My heart is filled with joy and hope although I will admit that my body is still a bit tired and battered.
My spirit is overflowing with gratitude and possesses a quiet peace that has come “in spite of” and not “because of”.
In the months since the cancer diagnosis … in the weeks since 3 surgeries … and in the days that I have been slowly healing … I have been more aware of the presence of Christ than ever before in my life.
I have been in an ambulance with God, the Great Physician, as my Chauffer. He has covered me with His great love and has taken me on the most breathtaking journey of my entire life.
The scenery that I have been allowed to observe while on this journey toward healing has been rich and rare. My view has been exquisite and I am in awe of His handiwork.
I know that the Holy Spirit, my constant Companion and dearest Friend, has been in the driver’s seat every single mile of this challenging route.
It has truly been one of the highest honors of my life to deliver the joy and hope of Christ to places where cancer has menacingly endeavored to torment people.
As the Holy Spirit and I have traveled over devastated wastelands of cancer and charred ruins of pain, I have been more aware of Who He is than of what the cancer has mockingly boasted.
I have experienced a powerful anointing while in doctor’s offices and when in surgical waiting areas.
I have walked through doors that only God could have opened and have had the honor of sharing my faith even while in medical testing rooms and in hospital corridors.
Fighting cancer has in no way limited my ministry but it has expanded it!
I have experienced the same power and awareness of His presence while wearing a hospital gown in a darkened room that I have experienced while wearing designer clothes on a stage or on a platform or on a television set.
I know that He has given me words to say and promises to pray when ministering to a nurse who was raw with the pain of divorce just as He did when I was teaching the Word of God to 1,000’s of hurting women.
I don’t believe that God’s perfect will for my life, or for any other life, is a cancer diagnosis but I do serve a magnificent and powerful God Who is well able to use everything for my highest good and for His greatest glory.
I don’t believe that God’s will is for His children to suffer … but when anyone of His dearly loved children meets the menacing enemy that causes suffering … He, the Lover of our souls, has promised never to leave us or forsake us.
What the devil meant for harm and destruction in my life … God the Glorious has used it for multiplication and for favor and for my ultimate good.
Cancer has changed me at my very core. I am no longer the same woman that I was on October 30, 2014.

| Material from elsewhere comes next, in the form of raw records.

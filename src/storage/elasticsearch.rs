//! Elasticsearch adapter (document store side) over the REST API.
//!
//! - Full scan: sliced point-in-time search sorted by `_shard_doc`, resumed
//!   with `search_after`. The cursor carries the PIT id and the sort values.
//! - Change-log: a separate index with `time_shard`, `cluster_shard`,
//!   `timestamp`, `id` and `version` fields, queried per partition.
//! - Writes: `_bulk` with `version_type=external`, so a write lands only if
//!   its version is strictly greater than the stored one.
//!
//! The change-log index is created on connect when missing, with `id` as a
//! keyword so it can be sorted on. Retention is the application's job (ILM
//! or a periodic `_delete_by_query` on `timestamp`).

use std::sync::atomic::{AtomicUsize, Ordering};
use std::time::Duration;

use async_trait::async_trait;
use reqwest::{Client, Response, StatusCode};
use serde::{Deserialize, Serialize};
use serde_json::{json, Value};
use tracing::{debug, info};

use super::traits::{ScanCursor, ScanPage, ScanSlice, StorageError, SyncStore, WriteOp, WriteOutcome};
use crate::changelog::{ChangeCursor, ChangeLogEntry, ChangePage, ShardKey, TimeWindow};
use crate::config::ElasticsearchSettings;
use crate::record::{Document, FieldValue, RecordSchema};
use crate::resilience::retry::{retry_store_call, RetryConfig};

const PIT_KEEP_ALIVE: &str = "5m";

/// Resume position of a sliced point-in-time scan.
#[derive(Debug, Clone, PartialEq, Serialize, Deserialize)]
struct PitCursor {
    pit: String,
    after: Value,
}

impl PitCursor {
    fn encode(&self) -> Result<ScanCursor, StorageError> {
        serde_json::to_string(self)
            .map(ScanCursor)
            .map_err(|e| StorageError::InvalidCursor(e.to_string()))
    }

    fn decode(cursor: &ScanCursor) -> Result<Self, StorageError> {
        serde_json::from_str(cursor.as_str()).map_err(|e| StorageError::InvalidCursor(e.to_string()))
    }
}

pub struct ElasticsearchStore {
    client: Client,
    hosts: Vec<String>,
    next_host: AtomicUsize,
    index: String,
    doc_type: Option<String>,
    changes_index: String,
    changes_refresh_ms: u64,
    schema: RecordSchema,
}

impl ElasticsearchStore {
    /// Build the client and check the cluster answers, with startup-mode retry.
    pub async fn connect(
        settings: &ElasticsearchSettings,
        schema: RecordSchema,
        call_timeout: Duration,
    ) -> Result<Self, StorageError> {
        let client = Client::builder()
            .timeout(call_timeout)
            .build()
            .map_err(|e| StorageError::Backend(e.to_string()))?;
        let store = Self {
            client,
            hosts: settings.hosts.clone(),
            next_host: AtomicUsize::new(0),
            index: settings.index.clone(),
            doc_type: settings.doc_type.clone(),
            changes_index: settings.changes_index.clone(),
            changes_refresh_ms: settings.refresh_interval_ms,
            schema,
        };

        let info = retry_store_call("elasticsearch_connect", &RetryConfig::startup(), || async {
            let resp = store.client.get(store.url("")).send().await.map_err(http_error)?;
            json_body(resp).await
        })
        .await?;
        store.ensure_changes_index().await?;
        info!(
            hosts = ?store.hosts,
            version = info["version"]["number"].as_str().unwrap_or("unknown"),
            index = %store.index,
            "Connected to Elasticsearch"
        );
        Ok(store)
    }

    /// Round-robin over the configured hosts.
    fn url(&self, path: &str) -> String {
        let i = self.next_host.fetch_add(1, Ordering::Relaxed) % self.hosts.len().max(1);
        let host = self.hosts.get(i).map_or("http://127.0.0.1:9200", String::as_str);
        format!("{}/{}", host.trim_end_matches('/'), path)
    }

    async fn post_json(&self, path: &str, body: &Value) -> Result<Value, StorageError> {
        let resp = self
            .client
            .post(self.url(path))
            .json(body)
            .send()
            .await
            .map_err(http_error)?;
        json_body(resp).await
    }

    /// Create the change-log index with its mapping unless it already exists.
    pub async fn ensure_changes_index(&self) -> Result<(), StorageError> {
        let mapping = self.changes_index_body();
        let resp = self
            .client
            .put(self.url(&self.changes_index))
            .json(&mapping)
            .send()
            .await
            .map_err(http_error)?;
        if resp.status() == StatusCode::BAD_REQUEST {
            let body: Value = resp.json().await.map_err(http_error)?;
            if body["error"]["type"] == "resource_already_exists_exception" {
                return Ok(());
            }
            return Err(StorageError::Backend(format!("creating {}: {}", self.changes_index, body)));
        }
        json_body(resp).await?;
        info!(index = %self.changes_index, "Created change-log index");
        Ok(())
    }

    /// Settings and mapping for a new change-log index. The refresh interval
    /// is pinned so `scan_lag_ms` can be sized against it.
    fn changes_index_body(&self) -> Value {
        json!({
            "settings": { "index": { "refresh_interval": format!("{}ms", self.changes_refresh_ms) } },
            "mappings": { "properties": {
                "time_shard": { "type": "integer" },
                "cluster_shard": { "type": "integer" },
                "timestamp": { "type": "long" },
                "id": { "type": "keyword" },
                "version": { "type": "long" },
            }},
        })
    }

    /// Index a change-log entry (application write path).
    pub async fn record_change(&self, entry: &ChangeLogEntry) -> Result<(), StorageError> {
        let body = json!({
            "time_shard": entry.key.time_shard,
            "cluster_shard": entry.key.cluster_shard,
            "timestamp": entry.timestamp,
            "id": entry.id,
            "version": entry.version,
        });
        self.post_json(&format!("{}/_doc", self.changes_index), &body).await?;
        Ok(())
    }

    async fn open_pit(&self) -> Result<String, StorageError> {
        let resp = self
            .client
            .post(self.url(&format!("{}/_pit?keep_alive={}", self.index, PIT_KEEP_ALIVE)))
            .send()
            .await
            .map_err(http_error)?;
        let body = json_body(resp).await?;
        body["id"]
            .as_str()
            .map(str::to_string)
            .ok_or_else(|| StorageError::Backend("point-in-time response without id".into()))
    }

    async fn close_pit(&self, pit: &str) {
        let result = self
            .client
            .delete(self.url("_pit"))
            .json(&json!({ "id": pit }))
            .send()
            .await;
        if let Err(e) = result {
            debug!(error = %e, "Closing point-in-time failed, it will expire on its own");
        }
    }

    /// Source document of a hit, with the identity filled from `_id` when absent.
    fn hit_document(&self, hit: &Value) -> Document {
        let mut doc = RecordSchema::document_from_json(&hit["_source"]);
        if !doc.contains_key(&self.schema.id_field) {
            if let Some(id) = hit["_id"].as_str() {
                doc.insert(self.schema.id_field.clone(), FieldValue::Str(id.to_string()));
            }
        }
        doc
    }

    /// NDJSON body of a `_bulk` request.
    fn bulk_body(&self, ops: &[WriteOp]) -> String {
        let mut body = String::new();
        for op in ops {
            let mut meta = json!({
                "_index": self.index,
                "_id": op.id(),
                "version": op.version(),
                "version_type": "external",
            });
            if let Some(ref doc_type) = self.doc_type {
                meta["_type"] = Value::String(doc_type.clone());
            }
            match op {
                WriteOp::Upsert(record) => {
                    body.push_str(&json!({ "index": meta }).to_string());
                    body.push('\n');
                    body.push_str(&self.schema.to_json(record).to_string());
                    body.push('\n');
                }
                WriteOp::Delete { .. } => {
                    body.push_str(&json!({ "delete": meta }).to_string());
                    body.push('\n');
                }
            }
        }
        body
    }
}

fn http_error(e: reqwest::Error) -> StorageError {
    if e.is_timeout() || e.is_connect() || e.is_request() {
        StorageError::Transient(e.to_string())
    } else {
        StorageError::Backend(e.to_string())
    }
}

async fn json_body(resp: Response) -> Result<Value, StorageError> {
    let status = resp.status();
    if status.is_success() {
        return resp.json().await.map_err(http_error);
    }
    let body = resp.text().await.unwrap_or_default();
    if status.is_server_error() || status == StatusCode::TOO_MANY_REQUESTS {
        Err(StorageError::Transient(format!("{}: {}", status, body)))
    } else {
        Err(StorageError::Backend(format!("{}: {}", status, body)))
    }
}

/// Per-item outcomes of a `_bulk` response, in request order.
fn parse_bulk_response(body: &Value, expected: usize) -> Result<Vec<WriteOutcome>, StorageError> {
    let items = body["items"]
        .as_array()
        .ok_or_else(|| StorageError::Backend("bulk response without items".into()))?;
    if items.len() != expected {
        return Err(StorageError::Backend(format!(
            "bulk response has {} items for {} operations",
            items.len(),
            expected
        )));
    }

    Ok(items
        .iter()
        .map(|item| {
            let (action, result) = item
                .as_object()
                .and_then(|o| o.iter().next())
                .map_or(("", &Value::Null), |(k, v)| (k.as_str(), v));
            match result["status"].as_u64() {
                Some(200 | 201) => WriteOutcome::Applied,
                Some(409) => WriteOutcome::RejectedStale,
                // Deleting something that is not there leaves the index as intended
                Some(404) if action == "delete" => WriteOutcome::Applied,
                Some(status) => WriteOutcome::Failed(format!(
                    "{}: {}",
                    status,
                    result["error"]["type"].as_str().unwrap_or("unknown error")
                )),
                None => WriteOutcome::Failed("bulk item without status".to_string()),
            }
        })
        .collect())
}

/// Change-log row of a hit, taken from its sort values (the partition order
/// the next page resumes from), or from `_source` when the hit carries none.
fn change_entry(key: ShardKey, hit: &Value) -> Result<ChangeLogEntry, StorageError> {
    let position = match hit["sort"].as_array() {
        Some(sort) if sort.len() == 3 => [&sort[0], &sort[1], &sort[2]],
        _ => {
            let source = &hit["_source"];
            [&source["timestamp"], &source["id"], &source["version"]]
        }
    };
    let [timestamp, id, version] = position;
    let unreadable = || StorageError::Backend(format!("unreadable change-log hit: {}", hit));
    Ok(ChangeLogEntry {
        key,
        timestamp: timestamp.as_i64().ok_or_else(unreadable)?,
        id: match id {
            Value::String(s) => s.clone(),
            Value::Number(n) => n.to_string(),
            _ => return Err(unreadable()),
        },
        version: version.as_i64().ok_or_else(unreadable)?,
    })
}

#[async_trait]
impl SyncStore for ElasticsearchStore {
    fn name(&self) -> &str {
        "elasticsearch"
    }

    async fn scan_page(
        &self,
        slice: ScanSlice,
        cursor: Option<&ScanCursor>,
        limit: usize,
    ) -> Result<ScanPage, StorageError> {
        let (pit, after) = match cursor {
            Some(c) => {
                let decoded = PitCursor::decode(c)?;
                (decoded.pit, Some(decoded.after))
            }
            None => (self.open_pit().await?, None),
        };

        let mut body = json!({
            "size": limit,
            "pit": { "id": pit, "keep_alive": PIT_KEEP_ALIVE },
            "sort": [{ "_shard_doc": "asc" }],
            "track_total_hits": false,
        });
        if slice.count > 1 {
            body["slice"] = json!({ "id": slice.index, "max": slice.count });
        }
        if let Some(after) = after {
            body["search_after"] = after;
        }

        let resp = self.post_json("_search", &body).await?;
        let pit = resp["pit_id"].as_str().map_or(pit, str::to_string);
        let hits = resp["hits"]["hits"].as_array().cloned().unwrap_or_default();
        let documents = hits.iter().map(|hit| self.hit_document(hit)).collect();

        let next = match hits.last() {
            Some(last) if hits.len() >= limit => Some(
                PitCursor {
                    pit,
                    after: last["sort"].clone(),
                }
                .encode()?,
            ),
            _ => {
                self.close_pit(&pit).await;
                None
            }
        };
        Ok(ScanPage { documents, next })
    }

    async fn read_changes(
        &self,
        key: ShardKey,
        window: TimeWindow,
        after: Option<&ChangeCursor>,
        limit: usize,
    ) -> Result<ChangePage, StorageError> {
        let mut body = json!({
            "size": limit,
            "query": { "bool": { "filter": [
                { "term": { "time_shard": key.time_shard } },
                { "term": { "cluster_shard": key.cluster_shard } },
                { "range": { "timestamp": { "gt": window.after, "lte": window.upto } } },
                { "exists": { "field": "id" } },
                { "exists": { "field": "version" } },
            ]}},
            "sort": [{ "timestamp": "asc" }, { "id": "asc" }, { "version": "asc" }],
        });
        if let Some(after) = after {
            body["search_after"] = json!([after.timestamp, after.id, after.version]);
        }

        let resp = self.post_json(&format!("{}/_search", self.changes_index), &body).await?;
        let hits = resp["hits"]["hits"].as_array().cloned().unwrap_or_default();
        let rows = hits
            .iter()
            .map(|hit| change_entry(key, hit))
            .collect::<Result<Vec<_>, _>>()?;
        Ok(ChangePage::from_rows(rows, hits.len() >= limit))
    }

    async fn fetch(&self, ids: &[String]) -> Result<Vec<Document>, StorageError> {
        if ids.is_empty() {
            return Ok(Vec::new());
        }
        let resp = self.post_json(&format!("{}/_mget", self.index), &json!({ "ids": ids })).await?;
        Ok(resp["docs"]
            .as_array()
            .map(|docs| {
                docs.iter()
                    .filter(|doc| doc["found"].as_bool() == Some(true))
                    .map(|doc| self.hit_document(doc))
                    .collect()
            })
            .unwrap_or_default())
    }

    async fn write_batch(&self, ops: &[WriteOp]) -> Result<Vec<WriteOutcome>, StorageError> {
        if ops.is_empty() {
            return Ok(Vec::new());
        }
        let resp = self
            .client
            .post(self.url("_bulk"))
            .header("Content-Type", "application/x-ndjson")
            .body(self.bulk_body(ops))
            .send()
            .await
            .map_err(http_error)?;
        let body = json_body(resp).await?;
        parse_bulk_response(&body, ops.len())
    }
}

I am stronger, not weaker.
I am more joyful, although depression has knocked at my door a time or two.
I am more aware of His love and kindness and feel safe and secure in His goodness.
I am not tormented by meaningless and answerless questions such as, “Why?!”
“Where are You, God?!” “Where is Your goodness?! Where is Your power?!”
Those questions are a mere waste of time and of strength. They are a distraction from the important stuff of life. (And, if I may gently remind you, those questions have already been answered by the Son of God upon an old rugged cross one stormy Friday afternoon.)
Perhaps the wiser questions to ask while in the battle zone are these:
“What can I do for you on the battlefield, Lord?” “Is there anyone who needs my help in this place?”
“Would you fill me with your power and with your joy?” “Lord … would you make me become just like You?!” “Lord … how can I honor You in this place of warfare?”
This is what I know to be true …
I am surrounded by a battalion of fighting angels who go before me and behind me.
I am not afraid of what the future holds because I know Who holds my future.
I am determined to turn every day that I have been given into a miracle of the rarest and most beautiful kind.
I am focused on loving those whom I have been given and I am praying for those who are straying.
I am filled with excitement and anticipation of all that lies ahead!
I also know that I am not the only one who is traveling a road of challenge, of warfare and of pain. For those fellow pain-inflicted, depression-fighting, battle-scarred warriors, may I pray for you today?
“Dear Jesus, we recognize You as the Giver of all that is good … of all that is righteous … of all that is healing. Thank You for Your dear presence as we walk through the wasteland of cancer … of pain … of divorce … of poverty … of disappointment … of depression. Thank You for the Holy Spirit, Who is a powerful healing force in the world today. Thank You that You have plans for welfare for your children and not for calamity. Thank You that by Your stripes we have all been healed. Thank You that it is Your will that we, your children, would walk in health and wholeness and healing. And thank You, Father God, that what the enemy meant for evil that You will use in your power for our highest good. In Jesus’ Name I pray. Amen.”